The credit ratings agency lowered its outlook to ‘negative’ from ‘stable’, citing weakening fiscal finances and increased credit profile risks
Philippine shares dropped over 1% on Tuesday as credit ratings agency Fitch downgraded its outlook on the country, stoking fears that other agencies would also lower their view of the economy which has been battered by the Covid crisis.
On Monday, Fitch lowered its outlook to ‘negative’ from ‘stable’, citing weakening fiscal finances and increased credit profile risks, though it affirmed Philippines’ investment grade score.
Equities in Manila gave up on Monday’s gains even as officials quickly downplayed the revision and insisted the drag from the pandemic, which led to a record 9.6% economic contraction in 2020, was transitory.
Market reaction was expected as investors now fret possible action from either Moody’s or S&P in the near term, said Nicholas Mapa, a senior economist at Dutch bank ING.
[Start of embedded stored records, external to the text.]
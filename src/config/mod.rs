//! Configuration management subsystem.
//!
//! # Data Flow
//! ```text
//! config file (TOML, optional)
//!     → loader.rs (parse & deserialize)
//!     → loader.rs (environment overrides for service origins)
//!     → validation.rs (semantic checks)
//!     → ClientConfig (validated, immutable)
//!     → consumed once by ServiceRegistry::from_config
//! ```
//!
//! # Design Decisions
//! - Config is immutable once loaded; the endpoint map is fixed per client
//! - All fields have defaults to allow minimal configs
//! - Validation separates syntactic (serde) from semantic checks

pub mod loader;
pub mod schema;
pub mod validation;

pub use loader::{load, load_with_env, ConfigError};
pub use schema::ClientConfig;
pub use schema::GraphQlConfig;
pub use schema::ObservabilityConfig;
pub use schema::RetryConfig;
pub use schema::RouteConfig;
pub use schema::Service;
pub use schema::ServicesConfig;
pub use schema::TimeoutConfig;
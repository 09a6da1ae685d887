//! Trace correlation for outbound calls.
//!
//! # Responsibilities
//! - Hold the session's trace id, span id and request id
//! - Attach them as headers to every outbound request
//!
//! # Design Decisions
//! - One context per logical user session, shared by all service clients
//! - Caller-supplied headers are merged after these and win on conflict

use reqwest::header::{HeaderMap, HeaderName, HeaderValue};
use uuid::Uuid;

use crate::error::{ApiError, ApiResult};

/// Header carrying the session trace id.
pub const TRACE_ID_HEADER: &str = "x-trace-id";
/// Header carrying the current span id.
pub const SPAN_ID_HEADER: &str = "x-span-id";
/// Header carrying the request id.
pub const REQUEST_ID_HEADER: &str = "x-request-id";

/// Correlation identifiers attached to every outbound call.
///
/// The header values are checked when the context is built, so every
/// context can always produce all three headers.
#[derive(Debug, Clone)]
pub struct TraceContext {
    trace_id: String,
    span_id: String,
    request_id: String,
    headers: HeaderMap,
}

impl TraceContext {
    /// Start a new session with freshly generated identifiers.
    pub fn new_session() -> Self {
        let trace_id = Uuid::new_v4().to_string();
        let span_id = Uuid::new_v4().simple().to_string()[..16].to_string();
        let request_id = Uuid::new_v4().to_string();

        // Hex digits and dashes are always valid header values.
        let headers = [
            (TRACE_ID_HEADER, &trace_id),
            (SPAN_ID_HEADER, &span_id),
            (REQUEST_ID_HEADER, &request_id),
        ]
        .into_iter()
        .filter_map(|(name, id)| Some((HeaderName::from_static(name), HeaderValue::from_str(id).ok()?)))
        .collect();

        Self {
            trace_id,
            span_id,
            request_id,
            headers,
        }
    }

    /// Adopt identifiers propagated from elsewhere (e.g. a server-rendered page).
    ///
    /// Fails when an identifier cannot be sent as a header value.
    pub fn from_parts(
        trace_id: impl Into<String>,
        span_id: impl Into<String>,
        request_id: impl Into<String>,
    ) -> ApiResult<Self> {
        let (trace_id, span_id, request_id) = (trace_id.into(), span_id.into(), request_id.into());

        let mut headers = HeaderMap::with_capacity(3);
        for (name, id) in [
            (TRACE_ID_HEADER, &trace_id),
            (SPAN_ID_HEADER, &span_id),
            (REQUEST_ID_HEADER, &request_id),
        ] {
            if id.is_empty() {
                return Err(ApiError::InvalidRequest(format!("{} must not be empty", name)));
            }
            let value = HeaderValue::from_str(id)
                .map_err(|_| ApiError::InvalidRequest(format!("{} is not a valid header value", name)))?;
            headers.insert(HeaderName::from_static(name), value);
        }

        Ok(Self {
            trace_id,
            span_id,
            request_id,
            headers,
        })
    }

    pub fn trace_id(&self) -> &str {
        &self.trace_id
    }

    pub fn span_id(&self) -> &str {
        &self.span_id
    }

    pub fn request_id(&self) -> &str {
        &self.request_id
    }

    /// Header map carrying the three identifiers.
    pub fn headers(&self) -> HeaderMap {
        self.headers.clone()
    }
}

impl PartialEq for TraceContext {
    fn eq(&self, other: &Self) -> bool {
        self.trace_id == other.trace_id
            && self.span_id == other.span_id
            && self.request_id == other.request_id
    }
}

impl Eq for TraceContext {}

impl Default for TraceContext {
    fn default() -> Self {
        Self::new_session()
    }
}
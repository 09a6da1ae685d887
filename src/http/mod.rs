//! HTTP client subsystem.
//!
//! # Data Flow
//! ```text
//! Caller
//!     → request.rs (endpoint, body, caller headers, deadline override)
//!     → client.rs (route lookup, header merge, deadline, retries)
//!     → reqwest transport
//!     → response.rs (JSON parse, error message extraction, unwrapping)
//!     → CallRecord to the observer, result to the caller
//!
//! GraphQL:
//!     → graphql.rs (fixed endpoint, cookie transport, errors[] / data rules)
//! ```

pub mod client;
pub mod graphql;
pub mod request;
pub mod response;

pub use client::{ApiClient, ApiClientBuilder, Transport};
pub use graphql::{GraphQlError, GraphQlResponse};
pub use request::ApiRequest;
pub use response::{decode_payload, unwrap_response, ApiResponse, Payload};
//! Data source endpoints (`/api/data-sources*`).

use serde_json::Value;

use crate::error::ApiResult;
use crate::http::client::ApiClient;
use crate::services::path_segment;
use crate::services::types::{ConnectDataSource, DataSource, HealthStatus};

impl ApiClient {
    pub async fn list_data_sources(&self) -> ApiResult<Vec<DataSource>> {
        self.get("/api/data-sources").send_enveloped().await
    }

    pub async fn connect_data_source(&self, source: &ConnectDataSource) -> ApiResult<DataSource> {
        self.post("/api/data-sources/connect")
            .json(source)
            .send_enveloped()
            .await
    }

    /// Ask the backend to re-ingest a source. The reply shape varies by connector.
    pub async fn sync_data_source(&self, id: &str) -> ApiResult<Value> {
        self.post(format!("/api/data-sources/{}/sync", path_segment(id)?))
            .send_enveloped()
            .await
    }

    pub async fn health(&self) -> ApiResult<HealthStatus> {
        self.get("/health").send_enveloped().await
    }
}
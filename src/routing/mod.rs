//! Routing subsystem.
//!
//! # Data Flow
//! ```text
//! Outgoing call (endpoint path)
//!     → router.rs (route lookup)
//!     → matcher.rs (evaluate prefix conditions)
//!     → Return: matched origin or the client's default origin
//!
//! Route Compilation (at client construction):
//!     RouteConfig[] + ServicesConfig
//!     → Parse origins
//!     → Compile prefix matchers
//!     → Freeze as immutable ServiceRouter
//! ```
//!
//! # Design Decisions
//! - Routes compiled at construction, immutable at runtime
//! - No regex (prefix matching only)
//! - Deterministic: same input always resolves to the same origin
//! - First match wins (declaration order)

pub mod matcher;
pub mod router;

pub use router::{Route, ServiceRouter};
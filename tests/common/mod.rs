//! Shared utilities for integration testing.

#![allow(dead_code)]

use std::sync::{Arc, Mutex};

use axum::Router;
use tokio::net::TcpListener;

use conhub_client::observability::{CallObserver, CallRecord, TraceContext};
use conhub_client::resilience::RetryPolicy;
use conhub_client::{ApiClient, Service};

/// Serve `router` on an ephemeral port and return its origin.
pub async fn start_mock_backend(router: Router) -> String {
    let listener = TcpListener::bind("127.0.0.1:0").await.unwrap();
    let addr = listener.local_addr().unwrap();

    tokio::spawn(async move {
        let _ = axum::serve(listener, router).await;
    });

    format!("http://{}", addr)
}

/// Origin of a port nothing listens on.
pub async fn closed_origin() -> String {
    let listener = TcpListener::bind("127.0.0.1:0").await.unwrap();
    let addr = listener.local_addr().unwrap();
    drop(listener);
    format!("http://{}", addr)
}

/// Observer that keeps every record it receives.
#[derive(Debug, Default)]
pub struct CollectingObserver {
    records: Mutex<Vec<CallRecord>>,
}

impl CollectingObserver {
    pub fn shared() -> Arc<Self> {
        Arc::new(Self::default())
    }

    pub fn records(&self) -> Vec<CallRecord> {
        self.records.lock().unwrap().clone()
    }
}

impl CallObserver for CollectingObserver {
    fn on_call(&self, record: &CallRecord) {
        self.records.lock().unwrap().push(record.clone());
    }
}

/// Retries with millisecond delays so tests stay fast.
pub fn fast_retry(max_retries: u32) -> RetryPolicy {
    RetryPolicy {
        max_retries,
        base_delay_ms: 5,
        max_delay_ms: 20,
    }
}

pub fn test_trace() -> Arc<TraceContext> {
    Arc::new(TraceContext::from_parts("trace-test", "span-test", "req-test").unwrap())
}

/// Backend client against `origin` reporting to `observer`.
pub fn client(origin: &str, observer: Arc<CollectingObserver>, retry: RetryPolicy) -> ApiClient {
    ApiClient::builder(Service::Backend)
        .base_url(origin)
        .trace(test_trace())
        .observer(observer)
        .retry(retry)
        .build()
        .unwrap()
}
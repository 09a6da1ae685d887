//! Structured logging.
//!
//! # Responsibilities
//! - Initialize logging subsystem
//! - Define the per-call record every request produces
//! - Deliver each record to a pluggable observer
//!
//! # Design Decisions
//! - Uses tracing crate for structured logging
//! - JSON format for production, pretty format for development
//! - Log level configurable via config and environment

use std::fmt;
use std::sync::Arc;
use std::time::Duration;

use tracing_subscriber::{layer::SubscriberExt, util::SubscriberInitExt, EnvFilter};

use crate::config::schema::{ObservabilityConfig, Service};
use crate::observability::metrics;
use crate::observability::tracing::TraceContext;

/// Outcome of one logical call, emitted exactly once per call.
#[derive(Debug, Clone)]
pub struct CallRecord {
    /// Service whose client issued the call.
    pub service: Service,
    pub method: String,
    /// Endpoint path as given by the caller.
    pub endpoint: String,
    /// Resolved URL, when resolution succeeded.
    pub url: Option<String>,
    /// Final HTTP status; 0 when no response was received.
    pub status: u16,
    /// Wall-clock time from first attempt to final outcome.
    pub duration: Duration,
    pub attempts: u32,
    /// Error message, when the call failed.
    pub error: Option<String>,
    pub trace: TraceContext,
}

impl CallRecord {
    pub fn is_success(&self) -> bool {
        self.error.is_none()
    }
}

/// Receives one [`CallRecord`] per logical call.
pub trait CallObserver: Send + Sync + fmt::Debug {
    fn on_call(&self, record: &CallRecord);
}

/// Default observer: tracing event plus request metrics.
#[derive(Debug, Clone)]
pub struct TracingObserver {
    metrics_enabled: bool,
}

impl TracingObserver {
    pub fn new(metrics_enabled: bool) -> Self {
        Self { metrics_enabled }
    }

    pub fn shared(metrics_enabled: bool) -> Arc<dyn CallObserver> {
        Arc::new(Self::new(metrics_enabled))
    }
}

impl Default for TracingObserver {
    fn default() -> Self {
        Self::new(true)
    }
}

impl CallObserver for TracingObserver {
    fn on_call(&self, record: &CallRecord) {
        let duration_ms = record.duration.as_secs_f64() * 1000.0;

        match &record.error {
            None => tracing::info!(
                service = %record.service,
                method = %record.method,
                endpoint = %record.endpoint,
                status = record.status,
                duration_ms,
                attempts = record.attempts,
                trace_id = %record.trace.trace_id(),
                request_id = %record.trace.request_id(),
                "API call completed"
            ),
            Some(error) => tracing::warn!(
                service = %record.service,
                method = %record.method,
                endpoint = %record.endpoint,
                status = record.status,
                duration_ms,
                attempts = record.attempts,
                trace_id = %record.trace.trace_id(),
                request_id = %record.trace.request_id(),
                error = %error,
                "API call failed"
            ),
        }

        if self.metrics_enabled {
            metrics::record_call(record.service, &record.method, record.status, record.duration);
        }
    }
}

/// Install the global subscriber.
///
/// `RUST_LOG` takes precedence over `config.log_level`. Calling this twice
/// is harmless; the second installation is ignored.
pub fn init(config: &ObservabilityConfig) {
    let filter = EnvFilter::try_from_default_env()
        .unwrap_or_else(|_| EnvFilter::new(&config.log_level));

    let registry = tracing_subscriber::registry().with(filter);
    let result = if config.json_logs {
        registry
            .with(tracing_subscriber::fmt::layer().json().with_writer(std::io::stderr))
            .try_init()
    } else {
        registry
            .with(tracing_subscriber::fmt::layer().with_writer(std::io::stderr))
            .try_init()
    };

    if result.is_err() {
        tracing::debug!("Tracing subscriber already installed");
    }
}
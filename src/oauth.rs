//! Exactly-once handling of one-time authorization codes.
//!
//! Codes arrive asynchronously from an untrusted popup and may be delivered
//! more than once. Each code moves through:
//!
//! ```text
//! Idle → CodeReceived → Exchanging → Done
//!                                  ↘ Failed
//! ```
//!
//! Any transition not on this path is rejected, so a replayed code can
//! never trigger a second exchange.

use std::future::Future;

use dashmap::mapref::entry::Entry;
use dashmap::DashMap;
use thiserror::Error;

/// Lifecycle of one authorization code.
#[derive(Debug, Clone, PartialEq, Eq)]
pub enum CodeState {
    Idle,
    CodeReceived,
    Exchanging,
    Done,
    Failed(String),
}

impl CodeState {
    pub fn is_terminal(&self) -> bool {
        matches!(self, CodeState::Done | CodeState::Failed(_))
    }
}

/// Errors raised by the tracker.
#[derive(Debug, Clone, PartialEq, Eq, Error)]
pub enum OAuthError {
    #[error("authorization code is empty")]
    EmptyCode,

    #[error("authorization code was already received")]
    Duplicate,

    #[error("invalid transition from {from:?} to {to:?}")]
    InvalidTransition { from: CodeState, to: CodeState },

    #[error("code exchange failed: {0}")]
    ExchangeFailed(String),
}

/// Tracks authorization codes by value.
#[derive(Debug, Default)]
pub struct CodeExchangeTracker {
    codes: DashMap<String, CodeState>,
}

impl CodeExchangeTracker {
    pub fn new() -> Self {
        Self::default()
    }

    /// Current state of `code`; unseen codes are `Idle`.
    pub fn state(&self, code: &str) -> CodeState {
        self.codes
            .get(code)
            .map(|s| s.value().clone())
            .unwrap_or(CodeState::Idle)
    }

    /// Idle → CodeReceived. A code seen before is rejected whatever its state.
    pub fn receive(&self, code: &str) -> Result<(), OAuthError> {
        if code.trim().is_empty() {
            return Err(OAuthError::EmptyCode);
        }
        match self.codes.entry(code.to_string()) {
            Entry::Occupied(_) => {
                tracing::warn!("Ignoring replayed authorization code");
                Err(OAuthError::Duplicate)
            }
            Entry::Vacant(slot) => {
                slot.insert(CodeState::CodeReceived);
                Ok(())
            }
        }
    }

    /// CodeReceived → Exchanging.
    pub fn begin_exchange(&self, code: &str) -> Result<(), OAuthError> {
        self.transition(code, CodeState::Exchanging, |s| *s == CodeState::CodeReceived)
    }

    /// Exchanging → Done or Failed.
    pub fn complete<T, E: std::fmt::Display>(&self, code: &str, outcome: &Result<T, E>) -> Result<(), OAuthError> {
        let next = match outcome {
            Ok(_) => CodeState::Done,
            Err(e) => CodeState::Failed(e.to_string()),
        };
        self.transition(code, next, |s| *s == CodeState::Exchanging)
    }

    /// Receive a code and run `exchange` for it at most once.
    pub async fn exchange<F, Fut, T, E>(&self, code: &str, exchange: F) -> Result<T, OAuthError>
    where
        F: FnOnce(String) -> Fut,
        Fut: Future<Output = Result<T, E>>,
        E: std::fmt::Display,
    {
        self.receive(code)?;
        self.begin_exchange(code)?;

        // Dropped before `disarm` when the future is cancelled or the exchange panics.
        let guard = ExchangeGuard {
            tracker: self,
            code,
            armed: true,
        };
        let outcome = exchange(code.to_string()).await;
        guard.disarm();
        self.complete(code, &outcome)?;

        match outcome {
            Ok(value) => {
                tracing::info!("Authorization code exchanged");
                Ok(value)
            }
            Err(e) => {
                tracing::warn!(error = %e, "Authorization code exchange failed");
                Err(OAuthError::ExchangeFailed(e.to_string()))
            }
        }
    }

    /// Forget terminal codes. Returns how many were removed.
    pub fn prune_finished(&self) -> usize {
        let before = self.codes.len();
        self.codes.retain(|_, state| !state.is_terminal());
        before - self.codes.len()
    }

    fn transition<P>(&self, code: &str, next: CodeState, allowed: P) -> Result<(), OAuthError>
    where
        P: Fn(&CodeState) -> bool,
    {
        match self.codes.get_mut(code) {
            Some(mut state) if allowed(&state) => {
                *state = next;
                Ok(())
            }
            Some(state) => Err(OAuthError::InvalidTransition {
                from: state.clone(),
                to: next,
            }),
            None => Err(OAuthError::InvalidTransition {
                from: CodeState::Idle,
                to: next,
            }),
        }
    }
}

/// Moves an in-flight code to `Failed` if the exchange never completes.
struct ExchangeGuard<'a> {
    tracker: &'a CodeExchangeTracker,
    code: &'a str,
    armed: bool,
}

impl ExchangeGuard<'_> {
    fn disarm(mut self) {
        self.armed = false;
    }
}

impl Drop for ExchangeGuard<'_> {
    fn drop(&mut self) {
        if !self.armed {
            return;
        }
        if let Some(mut state) = self.tracker.codes.get_mut(self.code) {
            if *state == CodeState::Exchanging {
                tracing::warn!("Authorization code exchange cancelled");
                *state = CodeState::Failed("cancelled".to_string());
            }
        }
    }
}

/// Accept popup messages only from the expected origin (scheme, host and port).
pub fn accepts_origin(expected: &str, actual: &str) -> bool {
    match (url::Url::parse(expected), url::Url::parse(actual)) {
        (Ok(e), Ok(a)) => e.origin() == a.origin(),
        _ => false,
    }
}
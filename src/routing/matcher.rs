//! Route matching logic.
//!
//! # Responsibilities
//! - Match endpoint path prefix (case-sensitive)
//! - Respect path-segment boundaries
//!
//! # Design Decisions
//! - Path matching is case-sensitive
//! - Query strings are ignored when matching
//! - No regex to guarantee O(n) matching

/// Trait for matching endpoint paths against conditions.
pub trait Matcher: Send + Sync + std::fmt::Debug {
    /// Returns true if the endpoint matches this condition.
    fn matches(&self, endpoint: &str) -> bool;
}

/// Matches the endpoint path prefix on segment boundaries.
///
/// `/api/auth` matches `/api/auth`, `/api/auth/` and `/api/auth/github`,
/// but not `/api/authors`.
#[derive(Debug, Clone)]
pub struct PathPrefixMatcher {
    prefix: String,
}

impl PathPrefixMatcher {
    /// Create a new path prefix matcher. Trailing slashes are ignored.
    pub fn new(prefix: impl Into<String>) -> Self {
        let prefix = prefix.into();
        let trimmed = prefix.trim_end_matches('/');
        Self {
            prefix: trimmed.to_string(),
        }
    }

    pub fn prefix(&self) -> &str {
        &self.prefix
    }
}

impl Matcher for PathPrefixMatcher {
    fn matches(&self, endpoint: &str) -> bool {
        let path = endpoint
            .split(['?', '#'])
            .next()
            .unwrap_or(endpoint);

        match path.strip_prefix(&self.prefix) {
            Some(rest) => rest.is_empty() || rest.starts_with('/') || self.prefix.is_empty(),
            None => false,
        }
    }
}
//! Retry logic.
//!
//! # Responsibilities
//! - Determine if a call is retryable (idempotent methods only)
//! - Compute the backoff before each retry
//!
//! # Design Decisions
//! - Never retry POST or form uploads (non-idempotent)
//! - Jittered backoff prevents thundering herd
//! - Transport failures and timeouts always retryable; only 502/503/504 among statuses

use std::time::Duration;

use reqwest::{Method, StatusCode};

use crate::config::schema::RetryConfig;
use crate::resilience::backoff::calculate_backoff;

/// Bounded retry policy derived from [`RetryConfig`].
#[derive(Debug, Clone, PartialEq, Eq)]
pub struct RetryPolicy {
    pub max_retries: u32,
    pub base_delay_ms: u64,
    pub max_delay_ms: u64,
}

impl RetryPolicy {
    /// Policy that never retries.
    pub fn disabled() -> Self {
        Self {
            max_retries: 0,
            base_delay_ms: 0,
            max_delay_ms: 0,
        }
    }

    /// Total attempts allowed for a call with `method`.
    pub fn max_attempts(&self, method: &Method) -> u32 {
        if is_idempotent(method) {
            self.max_retries + 1
        } else {
            1
        }
    }

    /// Delay before retry number `retry` (1-based).
    pub fn backoff(&self, retry: u32) -> Duration {
        calculate_backoff(self, retry)
    }
}

impl From<&RetryConfig> for RetryPolicy {
    fn from(config: &RetryConfig) -> Self {
        if !config.enabled {
            return Self::disabled();
        }
        Self {
            max_retries: config.max_retries,
            base_delay_ms: config.retry_delay_ms,
            max_delay_ms: config.max_delay_ms,
        }
    }
}

impl Default for RetryPolicy {
    fn default() -> Self {
        Self::from(&RetryConfig::default())
    }
}

/// Methods that may be replayed without changing the outcome.
pub fn is_idempotent(method: &Method) -> bool {
    matches!(
        *method,
        Method::GET | Method::HEAD | Method::PUT | Method::DELETE | Method::OPTIONS
    )
}

/// Whether an attempt outcome warrants another try.
///
/// `status` is `None` when the attempt failed without a response.
pub fn is_retryable(method: &Method, status: Option<StatusCode>, transport_failure: bool) -> bool {
    if !is_idempotent(method) {
        return false;
    }
    if transport_failure {
        return true;
    }
    matches!(
        status,
        Some(StatusCode::BAD_GATEWAY | StatusCode::SERVICE_UNAVAILABLE | StatusCode::GATEWAY_TIMEOUT)
    )
}
//! SQLite DDL for the docket state database.

use rusqlite::Connection;

/// Complete DDL. Uses `IF NOT EXISTS` throughout so `apply_schema` is
/// idempotent.
pub(crate) const SCHEMA_SQL: &str = r#"
PRAGMA journal_mode = WAL;

CREATE TABLE IF NOT EXISTS schema_meta (
    key   TEXT PRIMARY KEY,
    value TEXT NOT NULL
);

-- One row per docket number.
CREATE TABLE IF NOT EXISTS records (
    number               TEXT PRIMARY KEY,
    title                TEXT NOT NULL,
    has_notification     INTEGER NOT NULL DEFAULT 0,
    last_checked_at      TEXT NOT NULL,
    notification_sent    INTEGER NOT NULL DEFAULT 0,
    notification_sent_at TEXT,
    notification_details TEXT,
    created_at           TEXT NOT NULL
);

CREATE INDEX IF NOT EXISTS idx_records_pending
    ON records(has_notification, notification_sent);

-- Append-only run history.
CREATE TABLE IF NOT EXISTS verification_runs (
    seq                     INTEGER PRIMARY KEY AUTOINCREMENT,
    id                      TEXT NOT NULL UNIQUE,
    timestamp               TEXT NOT NULL,
    duration_ms             INTEGER NOT NULL,
    records_observed        INTEGER NOT NULL,
    new_notifications       INTEGER NOT NULL,
    notifications_delivered INTEGER NOT NULL,
    errors                  TEXT NOT NULL DEFAULT '[]',  -- JSON array of strings
    success                 INTEGER NOT NULL
);
"#;

/// Apply the schema and seed the version stamp on a fresh database.
pub(crate) fn apply_schema(conn: &Connection) -> rusqlite::Result<()> {
    conn.execute_batch(SCHEMA_SQL)?;
    conn.execute(
        "INSERT OR IGNORE INTO schema_meta (key, value) VALUES ('schema_version', ?1)",
        rusqlite::params![super::types::CURRENT_SCHEMA_VERSION.to_string()],
    )?;
    Ok(())
}

/// Read the stored schema version, if any.
pub(crate) fn read_schema_version(conn: &Connection) -> rusqlite::Result<Option<u32>> {
    let mut stmt = conn.prepare("SELECT value FROM schema_meta WHERE key = 'schema_version'")?;
    let mut rows = stmt.query([])?;
    match rows.next()? {
        Some(row) => {
            let value: String = row.get(0)?;
            Ok(value.parse().ok())
        }
        None => Ok(None),
    }
}
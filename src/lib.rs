//! docket-watch: periodic court-portal monitor that delivers exactly one
//! alert per new docket notification.
//!
//! # Architecture
//!
//! One verification cycle runs at a time:
//! - **Session**: reuse or re-establish the portal login ([`session`])
//! - **Scrape**: read the notification inbox ([`portal`])
//! - **Detect**: classify records against stored state ([`detector`])
//! - **Dispatch**: notify and durably mark delivery ([`dispatcher`], [`notify`])
//! - **Record**: append the run and update counters ([`monitor`], [`store`])

pub mod app_dirs;
pub mod config;
pub mod credentials;
pub mod detector;
pub mod dispatcher;
pub mod error;
pub mod logging;
pub mod monitor;
pub mod notify;
pub mod portal;
pub mod session;
pub mod store;

pub use config::MonitorConfig;
pub use detector::{Classification, RepeatPolicy};
pub use error::{MonitorError, Result};
pub use monitor::{CycleOutcome, Monitor, MonitorSettings, MonitorStatus};
pub use store::{Record, StateStore, StoreStats, VerificationRun};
Mapa said Philippines’ elevated debt-to-GDP and deficit-to-GDP levels would likely deteriorate in the coming months and he did not expect a substantial pickup in growth momentum as the nation grapples with pandemic-led curbs.
Elsewhere in the region, Indonesia’s stocks dropped slightly, a day after the central bank cut its forecast for 2021 economic growth and amid another record daily rise in COVID-19 cases.
Moves in other emerging Asian markets were mild as investors awaited inflation data from the US later on Tuesday and US Federal Reserve Chair Jerome Powell’s testimony this week for cues on early tapering.
South Korea’s was 0.2% higher, the KOSPI index gained 0.8% to lead gains in the region, while stocks in Taiwan and Singapore added 0.6% each.
A higher-than-expected core inflation reading from the United States may stoke inflation concerns and lead the U.S. dollar higher, weighing on equity markets, said Margaret Yang, a strategist at news and research website DailyFX.com.